Other biblical accounts
You ask "Why was Aaron not punished?" Indeed from Deuteronomy 9:20 it seems that God was very upset with Aaron for making the calf and wanted to punish him (destroy him), but Moses besought god to spare him and that's how he was saved
And the Lord was angry enough with Aaron to destroy him, but at that
time I prayed for Aaron too.
But since it would be un-scholarly to conflate these two accounts and assume that they both agree with each other I will not take this route. Indeed, from Exodus 32 there is no hint whatsoever that God was furious with Aaron (only that Moses his brother was very upset with him) or that he intended to punish him. So your question is valid.
I think the answer to your question can be found if we study the narrative closely. From studying the beginning verses it becomes readily apparent that the Israelites were not asking Aaron to make them an idol, or a new image to replace the worship of Yahweh, they were looking for a substitute for Moses. This is the basic outline: Moses does not return and the Israelites panic, they think he is lost or dead, they are desperate for a new leader to show them the way out of the vast barren desert, so they approach Aaron to build them an oracle, a cultic object or image that would act as a medium between them and God; they would ask questions and the calf, acting as a medium between them and Yahweh, would provide the answers, messages of the divine. There was nothing wrong with owning such an object, indeed David's household owned similar items and images (which were used as oracles) which were called Teraphim in biblical times. They were regularly used throughout Israel and weren't outlawed until much later during king Josiah's reforms (2 kings 23:24).
That the Israelites were asking for a substitute for Moses is evident from the beginning of chapter 32
When the people saw that Moses was so long in coming down from the
mountain, they gathered around Aaron and said, “Come, make us Elohim
who will go before us. As for this fellow Moses who brought us up out
of Egypt, we don’t know what has happened to him.”
The Israelites surely did not worship Moses, he was just a prophet acting as a medium between them and Yahweh, so when they were looking for a substitution for Moses they were looking for an image that would do just that--mediate between them and Yahweh. The medieval Jewish commentator Rashbam has suggested a very similar approach. (As for the word "Elohim" [אלהים], in my view it is better interpreted as as a "divine being" or "divine medium" than "gods" as most translations have them and in my view are erroneous. Indeed אלהים is elsewhere interpreted similarly. see Deuteronomy 33:1; Judges 13:6 where it is rendered "divine man".)

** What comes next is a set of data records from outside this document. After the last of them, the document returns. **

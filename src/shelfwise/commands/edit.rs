use crate::commands::helpers::resolve_target;
use crate::commands::{CmdMessage, CmdResult};
use crate::database::Database;
use crate::dispatch::with_payload;
use crate::error::Result;
use crate::form::RecordForm;
use crate::model::{Kind, Payload};
use crate::prompt::Prompt;

/// Opens the edit form for the record named by `token` and writes back a saved form.
pub fn run<U: Prompt>(
    db: &mut Database,
    ui: &mut U,
    token: &str,
    kind: Option<Kind>,
) -> Result<CmdResult> {
    let loc = resolve_target(db, ui, token, kind, "edit")?;
    with_payload!(loc.kind, P => edit_at::<P, U>(db, ui, loc.index))
}

fn edit_at<P: Payload, U: Prompt>(db: &mut Database, ui: &mut U, idx: usize) -> Result<CmdResult> {
    let mut record = P::table(db)[idx].clone();
    let form = RecordForm::from_record(db, &record, " Edit ");

    let Some(edited) = ui.edit_record(form)? else {
        return Ok(CmdResult::default().with_message(CmdMessage::info(format!(
            "{} \"{}\" not changed",
            P::KIND.label(),
            record.name
        ))));
    };
    edited.apply(db, &mut record)?;
    let message = format!("{} \"{}\" updated", P::KIND.label(), record.name);
    P::table_mut(db)[idx] = record;
    Ok(CmdResult::default()
        .with_message(CmdMessage::success(message))
        .changed())
}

But when Aaron finished the golden calf some came to believe that it is not merely an oracle but an image of a god that took them out of Egypt, and they said "These are your gods,[b] Israel, who brought you up out of Egypt.” Whether they identified this god with Yahweh or some other deity is a matter of considerable controversy, but one thing is clear that at this point they started worshiping it, bowing down to it and sacrificing to it (see verse 6) and that's when God got angry with them. Aaron however was not part of this cult and had nothing to do with it, the people completely misinterpreted the image of the calf and took it to the next level when originally it wasn't built for the purpose of worship, hence the answer to your question, Aaron was indeed innocent and clean.
This sheds light on Aaron's answer to Moses, when the latter accuses him of leading the people to sin we find Aaron's reply,
Do not be angry, my lord,” Aaron answered. “You know how prone these
people are to evil. 23 They said to me, ‘Make us Elohim who will go
before us. As for this fellow Moses who brought us up out of Egypt, we
don’t know what has happened to him. So I told them, ‘Whoever has any gold jewelry, take it off.’ Then they gave me the gold, and I threw it into the fire, and out came this calf!”
Lots have attempted to clarify this dialogue, especially Aaron's reply which is ambiguous, but according to my understanding his answer is simple. Aaron is defending himself by pointing out that he only intended to make them an object that would act as a medium between them and god, but they mistook it as a god and started worshiping it, in other words he had no part in this crime.